In the listing below, start your output at the line with "return if self.executor.is_enabled()" and end it after the line with "machine_accessors!(StateMachine);", copying every line exactly.

═════ Data for review

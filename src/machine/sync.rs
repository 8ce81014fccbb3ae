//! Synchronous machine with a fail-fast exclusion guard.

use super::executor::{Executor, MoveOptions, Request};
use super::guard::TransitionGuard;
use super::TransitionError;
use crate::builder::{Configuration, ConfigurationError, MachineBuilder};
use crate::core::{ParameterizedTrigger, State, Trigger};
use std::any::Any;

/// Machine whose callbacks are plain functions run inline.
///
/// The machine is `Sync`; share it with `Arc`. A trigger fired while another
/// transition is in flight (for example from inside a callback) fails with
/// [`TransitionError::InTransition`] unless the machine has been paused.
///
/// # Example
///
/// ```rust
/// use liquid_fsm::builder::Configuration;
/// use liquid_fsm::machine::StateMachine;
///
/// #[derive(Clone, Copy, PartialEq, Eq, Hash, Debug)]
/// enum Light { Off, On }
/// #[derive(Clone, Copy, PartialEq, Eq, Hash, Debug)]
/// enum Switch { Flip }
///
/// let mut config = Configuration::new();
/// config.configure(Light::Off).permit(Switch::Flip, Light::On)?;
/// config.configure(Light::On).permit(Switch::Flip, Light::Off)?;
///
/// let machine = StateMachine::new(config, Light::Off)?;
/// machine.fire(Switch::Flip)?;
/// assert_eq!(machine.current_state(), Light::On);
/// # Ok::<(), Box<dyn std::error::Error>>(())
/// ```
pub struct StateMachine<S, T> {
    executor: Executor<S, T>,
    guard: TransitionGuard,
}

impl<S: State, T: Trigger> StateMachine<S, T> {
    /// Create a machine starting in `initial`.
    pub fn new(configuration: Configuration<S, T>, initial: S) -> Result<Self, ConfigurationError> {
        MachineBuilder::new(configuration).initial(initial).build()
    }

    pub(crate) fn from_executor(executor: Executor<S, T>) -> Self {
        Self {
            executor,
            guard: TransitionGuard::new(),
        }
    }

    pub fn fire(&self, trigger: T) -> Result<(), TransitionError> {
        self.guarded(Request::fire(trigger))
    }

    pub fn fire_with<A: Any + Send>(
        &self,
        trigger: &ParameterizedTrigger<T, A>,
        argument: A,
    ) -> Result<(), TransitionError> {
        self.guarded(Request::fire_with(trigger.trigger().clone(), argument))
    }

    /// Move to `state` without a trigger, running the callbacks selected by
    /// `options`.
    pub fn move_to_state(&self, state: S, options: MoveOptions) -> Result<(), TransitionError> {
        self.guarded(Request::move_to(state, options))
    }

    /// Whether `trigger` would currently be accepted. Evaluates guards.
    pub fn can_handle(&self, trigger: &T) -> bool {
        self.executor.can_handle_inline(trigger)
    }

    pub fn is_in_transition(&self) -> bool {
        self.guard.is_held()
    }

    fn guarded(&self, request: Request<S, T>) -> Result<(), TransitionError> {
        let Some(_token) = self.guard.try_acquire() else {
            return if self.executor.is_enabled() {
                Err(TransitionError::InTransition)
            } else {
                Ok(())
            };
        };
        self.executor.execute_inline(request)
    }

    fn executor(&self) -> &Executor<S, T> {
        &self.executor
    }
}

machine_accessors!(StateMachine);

══════════
═════ Data for review

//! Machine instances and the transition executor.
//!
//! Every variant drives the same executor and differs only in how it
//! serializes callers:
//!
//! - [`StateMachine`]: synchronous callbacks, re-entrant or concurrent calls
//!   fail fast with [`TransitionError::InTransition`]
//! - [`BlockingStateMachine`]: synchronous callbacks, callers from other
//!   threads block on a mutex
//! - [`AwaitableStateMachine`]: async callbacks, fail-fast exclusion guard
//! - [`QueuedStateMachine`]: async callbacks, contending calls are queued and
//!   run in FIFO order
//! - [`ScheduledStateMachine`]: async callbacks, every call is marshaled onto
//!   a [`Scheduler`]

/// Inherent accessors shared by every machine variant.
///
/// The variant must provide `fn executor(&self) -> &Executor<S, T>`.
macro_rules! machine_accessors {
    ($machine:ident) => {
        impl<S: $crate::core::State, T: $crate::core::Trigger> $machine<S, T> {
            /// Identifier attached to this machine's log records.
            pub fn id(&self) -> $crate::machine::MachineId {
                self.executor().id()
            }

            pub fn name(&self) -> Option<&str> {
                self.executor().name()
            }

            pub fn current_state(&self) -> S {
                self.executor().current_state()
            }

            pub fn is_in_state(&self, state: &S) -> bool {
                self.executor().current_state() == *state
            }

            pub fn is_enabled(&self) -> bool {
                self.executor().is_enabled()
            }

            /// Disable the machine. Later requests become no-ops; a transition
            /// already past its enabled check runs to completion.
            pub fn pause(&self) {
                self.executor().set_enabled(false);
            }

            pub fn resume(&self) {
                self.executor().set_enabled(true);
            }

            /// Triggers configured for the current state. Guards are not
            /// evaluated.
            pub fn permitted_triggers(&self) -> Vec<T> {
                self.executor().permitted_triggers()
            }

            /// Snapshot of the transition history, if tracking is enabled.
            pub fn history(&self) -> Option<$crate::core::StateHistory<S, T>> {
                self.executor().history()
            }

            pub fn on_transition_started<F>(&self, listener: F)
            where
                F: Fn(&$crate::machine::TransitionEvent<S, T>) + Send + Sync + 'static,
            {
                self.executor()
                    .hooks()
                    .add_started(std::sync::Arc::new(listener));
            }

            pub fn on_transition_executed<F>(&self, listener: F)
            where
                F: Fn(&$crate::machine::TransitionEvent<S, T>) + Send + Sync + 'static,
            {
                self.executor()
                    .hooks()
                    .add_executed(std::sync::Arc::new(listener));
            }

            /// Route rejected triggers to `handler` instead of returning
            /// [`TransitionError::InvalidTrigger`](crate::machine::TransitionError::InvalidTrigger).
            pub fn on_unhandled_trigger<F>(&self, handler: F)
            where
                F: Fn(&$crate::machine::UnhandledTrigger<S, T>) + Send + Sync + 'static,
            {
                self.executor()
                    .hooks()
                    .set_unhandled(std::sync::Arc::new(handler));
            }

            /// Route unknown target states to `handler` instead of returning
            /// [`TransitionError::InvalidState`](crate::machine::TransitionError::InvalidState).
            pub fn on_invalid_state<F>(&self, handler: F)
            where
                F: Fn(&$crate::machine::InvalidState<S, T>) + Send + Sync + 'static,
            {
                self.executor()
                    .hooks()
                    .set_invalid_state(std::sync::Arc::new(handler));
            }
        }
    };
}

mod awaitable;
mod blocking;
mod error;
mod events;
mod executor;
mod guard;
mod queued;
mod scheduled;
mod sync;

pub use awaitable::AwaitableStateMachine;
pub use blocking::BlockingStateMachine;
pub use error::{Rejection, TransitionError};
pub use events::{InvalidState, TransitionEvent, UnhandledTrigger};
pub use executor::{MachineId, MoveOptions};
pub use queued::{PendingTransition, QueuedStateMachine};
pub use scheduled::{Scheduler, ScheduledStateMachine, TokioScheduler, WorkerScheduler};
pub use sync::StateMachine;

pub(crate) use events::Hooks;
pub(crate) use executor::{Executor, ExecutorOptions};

══════════

Written response ▸
            return if self.executor.is_enabled() {
                Err(TransitionError::InTransition)
            } else {
                Ok(())
            };
        };
        self.executor.execute_inline(request)
    }

    fn executor(&self) -> &Executor<S, T> {
        &self.executor
    }
}

machine_accessors!(StateMachine);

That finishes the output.